For several years, the Company has experienced decreased order and shipment rates for its domestically produced wood furniture, reflecting an industry-wide trend, and increased demand and sales for its imported wood and metal furniture. The continued decline in demand for domestically produced wood furniture necessitated the Pleasant Garden plant closing. “By closing the Pleasant Garden plant, we believe that our domestic wood furniture manufacturing capacity is better aligned with current demand,” Toms said. Hooker expects to reduce production costs by $2.0 to $2.5 million annually, once the transfer of Pleasant Garden production to the Company’s two remaining wood furniture plants is complete.

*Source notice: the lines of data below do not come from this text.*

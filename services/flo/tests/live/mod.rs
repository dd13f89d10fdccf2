// Licensed to the Apache Software Foundation (ASF) under one
// or more contributor license agreements.  See the NOTICE file
// distributed with this work for additional information
// regarding copyright ownership.  The ASF licenses this file
// to you under the Apache License, Version 2.0 (the
// "License"); you may not use this file except in compliance
// with the License.  You may obtain a copy of the License at
//
//   http://www.apache.org/licenses/LICENSE-2.0
//
// Unless required by applicable law or agreed to in writing,
// software distributed under the License is distributed on an
// "AS IS" BASIS, WITHOUT WARRANTIES OR CONDITIONS OF ANY
// KIND, either express or implied.  See the License for the
// specific language governing permissions and limitations
// under the License.

use std::env;

use anyhow::Result;
use azuqua_core::{Context, OsEnv};
use azuqua_file_read_tokio::TokioFileRead;
use azuqua_flo::{Client, Config, DefaultCredentialProvider, RequestParams};
use azuqua_http_send_reqwest::ReqwestHttpSend;
use log::{debug, warn};

/// Build a client against the real api, only when `AZUQUA_FLO_TEST=on`.
async fn init_live_client() -> Option<Client> {
    let _ = env_logger::builder().is_test(true).try_init();
    let _ = dotenv::dotenv();

    if env::var("AZUQUA_FLO_TEST").ok().as_deref() != Some("on") {
        return None;
    }

    let ctx = Context::new()
        .with_file_read(TokioFileRead)
        .with_http_send(ReqwestHttpSend::default())
        .with_env(OsEnv);
    let client = Client::new(ctx, Config::new());
    if !client.credentials().is_configured() {
        let loaded = client
            .load_credential(&DefaultCredentialProvider::new())
            .await
            .expect("credential provider must not fail");
        assert!(loaded, "AZUQUA_ACCESS_KEY and AZUQUA_ACCESS_SECRET must be set");
    }

    Some(client)
}

#[tokio::test]
async fn test_live_list_and_read_flos() -> Result<()> {
    let Some(client) = init_live_client().await else {
        warn!("AZUQUA_FLO_TEST is not set, skipped");
        return Ok(());
    };

    let flos = client.flos(RequestParams::new()).await?;
    debug!("listed {} flos", flos.len());

    if let Some(flo) = flos.first() {
        let read = client.read_flo(&flo.alias).await?;
        debug!("read flo: {read}");

        assert!(!client.resolve_alias(&flo.name).await?.is_empty());
    }
    Ok(())
}

#[tokio::test]
async fn test_live_bad_secret_is_rejected() -> Result<()> {
    let Some(client) = init_live_client().await else {
        warn!("AZUQUA_FLO_TEST is not set, skipped");
        return Ok(());
    };

    let access_key = client.credentials().get()?.access_key;
    client.set_from_args(access_key, "definitely-not-the-secret");

    let err = client
        .flos(RequestParams::new())
        .await
        .expect_err("bad secret must be rejected");
    assert!(err.is_server_error());
    Ok(())
}
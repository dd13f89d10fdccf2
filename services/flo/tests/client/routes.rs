// Licensed to the Apache Software Foundation (ASF) under one
// or more contributor license agreements.  See the NOTICE file
// distributed with this work for additional information
// regarding copyright ownership.  The ASF licenses this file
// to you under the Apache License, Version 2.0 (the
// "License"); you may not use this file except in compliance
// with the License.  You may obtain a copy of the License at
//
//   http://www.apache.org/licenses/LICENSE-2.0
//
// Unless required by applicable law or agreed to in writing,
// software distributed under the License is distributed on an
// "AS IS" BASIS, WITHOUT WARRANTIES OR CONDITIONS OF ANY
// KIND, either express or implied.  See the License for the
// specific language governing permissions and limitations
// under the License.

use std::sync::atomic::{AtomicUsize, Ordering};
use std::sync::Arc;

use anyhow::Result;
use azuqua_flo::{Config, Multipart, Protocol, RequestParams, Route};
use http::Method;
use pretty_assertions::assert_eq;
use serde_json::{json, Value};

use super::{json_response, test_client, test_client_with_config, MockHttpSend};

const FLOS: &str = r#"[
    {"id": 1, "alias": "abc", "name": "Send Email", "active": true},
    {"id": 2, "alias": "def", "name": "Sync Leads", "active": false}
]"#;

#[tokio::test]
async fn test_invoke_signs_and_sends_json_body() -> Result<()> {
    let http = MockHttpSend::reply(200, r#"{"result": 42}"#);
    let client = test_client(http.clone());

    let resp = client
        .invoke("abc", RequestParams::new().with_body("a", 1))
        .await?;
    assert_eq!(resp, json!({"result": 42}));

    let reqs = http.requests();
    assert_eq!(reqs.len(), 1);
    let req = &reqs[0];
    assert_eq!(req.method, Method::POST);
    assert_eq!(req.uri.to_string(), "https://api.azuqua.com:443/flo/abc/invoke");
    assert_eq!(req.body.as_ref(), br#"{"a":1}"#);
    assert_eq!(req.header("accept"), "application/json");
    assert_eq!(req.header("content-type"), "application/json");
    assert_eq!(req.header("x-api-accesskey"), "k");
    assert_eq!(req.header("x-api-timestamp"), "2024-01-01T00:00:00.000Z");
    assert_eq!(
        req.header("x-api-hash"),
        "b96f5f84621db2e46b655a5403093e93d8b33eb4e677ab6142bb6f711a3ab11a"
    );
    Ok(())
}

#[tokio::test]
async fn test_enable_signs_empty_object() -> Result<()> {
    let http = MockHttpSend::reply(200, r#"{"active": true}"#);
    let client = test_client(http.clone());

    client.enable("abc").await?;

    let req = &http.requests()[0];
    assert_eq!(req.path_and_query(), "/flo/abc/enable");
    assert!(req.body.is_empty());
    assert_eq!(
        req.header("x-api-hash"),
        "cc5a104ea84971b6bf075c73e0dd5041a95c2075a07d5a082c2c395142eb243f"
    );
    Ok(())
}

#[tokio::test]
async fn test_read_flo_without_body() -> Result<()> {
    let http = MockHttpSend::reply(200, r#"{"alias": "abc"}"#);
    let client = test_client(http.clone());

    client.read_flo("abc").await?;

    let req = &http.requests()[0];
    assert_eq!(req.method, Method::GET);
    assert_eq!(req.path_and_query(), "/flo/abc/read");
    assert!(req.body.is_empty());
    assert_eq!(
        req.header("x-api-hash"),
        "80d2da9e8d28ff0ec47a90042f51c06d603513c32a00e28764952e3f823b6c8e"
    );
    Ok(())
}

#[tokio::test]
#[allow(deprecated)]
async fn test_read_is_read_flo() -> Result<()> {
    let http = MockHttpSend::reply(200, r#"{"alias": "abc"}"#);
    let client = test_client(http.clone());

    assert_eq!(client.read("abc").await?, json!({"alias": "abc"}));
    assert_eq!(http.requests()[0].path_and_query(), "/flo/abc/read");
    Ok(())
}

#[tokio::test]
async fn test_flos_fills_cache() -> Result<()> {
    let http = MockHttpSend::reply(200, FLOS);
    let client = test_client(http.clone());

    let flos = client
        .flos(RequestParams::new().with_query("org", 5).with_query("limit", 10))
        .await?;
    assert_eq!(flos.len(), 2);
    assert_eq!(flos[0].id.as_deref(), Some("1"));

    let req = &http.requests()[0];
    assert_eq!(req.path_and_query(), "/account/flos?limit=10&org=5");
    assert!(req.body.is_empty());
    assert_eq!(
        req.header("x-api-hash"),
        "6ca16992b272509c2837a0890e24912ec03339054e89f56ab6e728b228dd4496"
    );

    assert_eq!(client.flo_cache().resolve("Sync Leads").as_deref(), Some("def"));
    Ok(())
}

#[tokio::test]
async fn test_flos_rejects_non_array() {
    let client = test_client(MockHttpSend::reply(200, r#"{"flos": []}"#));

    let err = client
        .flos(RequestParams::new())
        .await
        .expect_err("object listing must fail");
    assert_eq!(err.kind(), azuqua_core::ErrorKind::ResponseParse);
    assert!(!client.flo_cache().is_populated());
}

#[tokio::test]
async fn test_invoke_by_name_uses_cache() -> Result<()> {
    let listings = Arc::new(AtomicUsize::new(0));
    let counter = listings.clone();
    let http = MockHttpSend::new(move |req| {
        if req.uri().path() == "/account/flos" {
            counter.fetch_add(1, Ordering::SeqCst);
            Ok(json_response(200, FLOS))
        } else {
            Ok(json_response(200, r#"{"ok": true}"#))
        }
    });
    let client = test_client(http.clone());

    client
        .invoke_by_name("Send Email", RequestParams::new())
        .await?;
    client
        .invoke_by_name("Send Email", RequestParams::new())
        .await?;
    // An alias resolves to itself.
    client.invoke_by_name("def", RequestParams::new()).await?;

    assert_eq!(listings.load(Ordering::SeqCst), 1);
    let paths: Vec<_> = http
        .requests()
        .iter()
        .map(|r| r.path_and_query().to_string())
        .collect();
    assert_eq!(
        paths,
        vec![
            "/account/flos",
            "/flo/abc/invoke",
            "/flo/abc/invoke",
            "/flo/def/invoke"
        ]
    );
    Ok(())
}

#[tokio::test]
async fn test_invoke_by_name_with_loosely_typed_listing() -> Result<()> {
    let http = MockHttpSend::new(|req| {
        if req.uri().path() == "/account/flos" {
            Ok(json_response(
                200,
                r#"[{"alias": "abc", "name": "Send", "active": null, "security_level": 2}]"#,
            ))
        } else {
            Ok(json_response(200, r#"{"ok": true}"#))
        }
    });
    let client = test_client(http.clone());

    let flos = client.flos(RequestParams::new()).await?;
    assert_eq!(flos.len(), 1);
    assert!(!flos[0].active);
    assert_eq!(flos[0].security_level.as_deref(), Some("2"));

    client.invoke_by_name("Send", RequestParams::new()).await?;
    assert_eq!(
        http.requests()[1].path_and_query().to_string(),
        "/flo/abc/invoke"
    );
    Ok(())
}

#[tokio::test]
async fn test_invoke_by_unknown_name() {
    let http = MockHttpSend::reply(200, FLOS);
    let client = test_client(http.clone());

    let err = client
        .invoke_by_name("Unknown Flo", RequestParams::new())
        .await
        .expect_err("unknown flo must fail");

    assert_eq!(err.kind(), azuqua_core::ErrorKind::FloNotFound);
    // Exactly one refresh, no invoke.
    assert_eq!(http.request_count(), 1);
}

#[tokio::test]
async fn test_rule_routes() -> Result<()> {
    let http = MockHttpSend::reply(200, r#"{"id": 7}"#);
    let client = test_client(http.clone());

    client.create_rule(json!({"policy": "p"})).await?;
    client.update_rule(7, json!({"policy": "q"})).await?;
    client.read_rule(7).await?;
    client.delete_rule(7).await?;
    client.read_all_rules().await?;
    client.link_rule_and_flo(7, 42).await?;

    let reqs = http.requests();
    let seen: Vec<(Method, String)> = reqs
        .iter()
        .map(|r| (r.method.clone(), r.path_and_query().to_string()))
        .collect();
    assert_eq!(
        seen,
        vec![
            (Method::POST, "/rule".to_string()),
            (Method::PUT, "/rule/7".to_string()),
            (Method::GET, "/rule/7".to_string()),
            (Method::DELETE, "/rule/7".to_string()),
            (Method::GET, "/rules".to_string()),
            (Method::POST, "/rule/7/associate/42".to_string()),
        ]
    );

    let body: Value = serde_json::from_slice(&reqs[0].body)?;
    assert_eq!(body, json!({"rule": {"policy": "p"}}));
    let body: Value = serde_json::from_slice(&reqs[1].body)?;
    assert_eq!(body, json!({"rule": {"policy": "q"}}));
    assert!(reqs[3].body.is_empty());
    Ok(())
}

#[tokio::test]
async fn test_flo_routes() -> Result<()> {
    let http = MockHttpSend::reply(200, "{}");
    let client = test_client(http.clone());

    client
        .resume("abc", "exec-1", RequestParams::new().with_body("x", 1))
        .await?;
    client.inject("abc", RequestParams::new()).await?;
    client.disable("abc").await?;
    client.schedule("abc", RequestParams::new()).await?;
    client.retry("abc", RequestParams::new()).await?;
    client.inputs("abc").await?;
    client.outputs("abc").await?;
    client
        .read_flo_execution_telemetry("abc", "exec-1", RequestParams::new())
        .await?;
    client
        .read_flo_execution_metrics("abc", "exec-1", RequestParams::new())
        .await?;
    client
        .read_flo_past_executions("abc", RequestParams::new().with_query("limit", 5))
        .await?;
    client.groups(RequestParams::new()).await?;
    client.get_org_connectors(12).await?;

    let paths: Vec<_> = http
        .requests()
        .iter()
        .map(|r| format!("{} {}", r.method, r.path_and_query()))
        .collect();
    assert_eq!(
        paths,
        vec![
            "POST /flo/abc/resume/exec-1",
            "POST /flo/abc/inject",
            "POST /flo/abc/disable",
            "POST /flo/abc/schedule",
            "POST /flo/abc/retry",
            "GET /flo/abc/inputs",
            "GET /flo/abc/outputs",
            "GET /telemetry/abc/exec-1/data",
            "GET /telemetry/abc/exec-1/metrics",
            "GET /telemetry/abc/executions?limit=5",
            "GET /user/orgs",
            "GET /connectors/12",
        ]
    );
    Ok(())
}

#[tokio::test]
async fn test_call_by_route_name() -> Result<()> {
    let http = MockHttpSend::reply(200, "{}");
    let client = test_client(http.clone());

    client
        .call_by_name(
            "invoke",
            RequestParams::from_value(json!({"alias": "abc", "a": 1}))?,
        )
        .await?;
    client
        .call(Route::ReadFlo, RequestParams::new().with_field("alias", "def"))
        .await?;

    let reqs = http.requests();
    assert_eq!(reqs[0].path_and_query(), "/flo/abc/invoke");
    // The placeholder value is consumed, not sent.
    assert_eq!(reqs[0].body.as_ref(), br#"{"a":1}"#);
    assert_eq!(reqs[1].path_and_query(), "/flo/def/read");

    let err = client
        .call_by_name("notARoute", RequestParams::new())
        .await
        .expect_err("unknown route");
    assert_eq!(err.kind(), azuqua_core::ErrorKind::RequestInvalid);
    Ok(())
}

#[tokio::test]
async fn test_make_request_with_placeholders() -> Result<()> {
    let http = MockHttpSend::reply(200, "{}");
    let client = test_client(http.clone());

    client
        .make_request(
            Method::GET,
            "/flo/:alias/inputs",
            RequestParams::from_value(json!({"alias": "abc"}))?,
        )
        .await?;

    assert_eq!(http.requests()[0].path_and_query(), "/flo/abc/inputs");
    Ok(())
}

#[tokio::test]
async fn test_custom_headers_cannot_override_auth() -> Result<()> {
    let http = MockHttpSend::reply(200, "{}");
    let client = test_client(http.clone());

    client
        .invoke(
            "abc",
            RequestParams::new()
                .with_header("x-trace", "trace-1")
                .with_header("x-api-hash", "forged")
                .with_body("a", 1),
        )
        .await?;

    let req = &http.requests()[0];
    assert_eq!(req.header("x-trace"), "trace-1");
    assert_eq!(
        req.header("x-api-hash"),
        "b96f5f84621db2e46b655a5403093e93d8b33eb4e677ab6142bb6f711a3ab11a"
    );
    assert_eq!(req.headers.get_all("x-api-hash").iter().count(), 1);
    Ok(())
}

#[tokio::test]
async fn test_multipart_body_matches_signed_hash() -> Result<()> {
    let http = MockHttpSend::reply(200, "{}");
    let client = test_client(http.clone());
    let form = Multipart::with_boundary("XYZ")
        .text("name", "azuqua")
        .file("upload", "a.txt", "text/plain", &b"hello"[..]);
    let encoded = form.encode();

    client
        .invoke("abc", RequestParams::new().with_multipart(form))
        .await?;

    let req = &http.requests()[0];
    assert_eq!(req.body, encoded);
    assert_eq!(req.header("content-type"), "multipart/form-data; boundary=XYZ");

    let payload = azuqua_core::hash::hex_sha256(&req.body);
    let expected = azuqua_flo::SignableRequest {
        method: &Method::POST,
        path: "/flo/abc/invoke",
        timestamp: "2024-01-01T00:00:00.000Z".to_string(),
        payload: &payload,
    }
    .hash("s");
    assert_eq!(req.header("x-api-hash"), expected);
    Ok(())
}

#[tokio::test]
async fn test_custom_http_options() -> Result<()> {
    let http = MockHttpSend::reply(200, "{}");
    let client = test_client_with_config(
        http.clone(),
        Config::new()
            .with_access_key("k")
            .with_access_secret("s")
            .with_host("localhost")
            .with_port(8080),
    );

    assert_eq!(client.http_options().protocol(), Protocol::Http);
    client.read_all_rules().await?;

    assert_eq!(
        http.requests()[0].uri.to_string(),
        "http://localhost:8080/rules"
    );
    Ok(())
}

The Company also anticipates recording $400,000 to $600,000 of additional restructuring charges in subsequent periods for other associated costs as the Pleasant Garden facility is prepared for sale following the plant’s shut down.

 

“While disappointed in the short-term financial impact of the restructuring costs associated with the plant closing, we continue to have an optimistic long-term outlook as we employ our strategies to improve our logistics, marketing and systems,” Toms said. “Two recently introduced, well-received whole-home collections – Preston Ridge and Casa del Sol – are shipping now to dealers, which should have a positive impact on sales through the fall.”

 

The Company is also progressing in its strategy to gain more product display space with its dealers. Hooker is on target to open several in-store display galleries with existing retailers by year-end, featuring a broad assortment of its products under both the Hooker and Bradington-Young brands. Over 60 in-store boutiques dedicated to Hooker’s Intimate Home furniture collection are scheduled to be in place this fall with retailers across the country.

 

Operating income as a percentage of net sales declined to 1.5% in the 2005 quarterly period, compared to 6.4% for the 2004 third quarter. For the year-to-date period, operating income margin declined to 5.8% from 8.5% in the comparable 2004 period.

 

The declines in operating income margin for the 2005 periods were driven primarily by:

 

    Restructuring charges causing reductions equal to 5.7% of net sales in the 2005 quarterly period and 2.0% of net sales in the 2005 nine-month period (restructuring charges recorded in the 2004 periods reduced operating income margin by 2.3% of net sales in the 2004 three-month period and 0.8% of net sales in the 2004 year-to-date period);

 

    Lower gross profit margins on domestically produced wood furniture attributed to inefficiencies from operating at lower production levels coupled with aggressive pricing and discounting; and

 

    Higher warehousing and distribution costs associated with imported wood and metal products.

 

In the third quarter of 2005, selling and administrative expenses decreased $440,000, or 2.8%, to $15.4 million from $15.8 million in the 2004 period. The decline in the 2005 third quarter is principally due to lower compliance costs related to corporate governance and financial reporting mandates under the Sarbanes-Oxley Act and lower selling costs, partially offset by higher warehousing and distribution costs associated with increased inventory of new multi-category collections and existing entertainment and office furniture designs. Selling and administrative expenses as a percentage of net sales was 18.6% in the 2005 third quarter compared to 18.7% in the same 2004 period.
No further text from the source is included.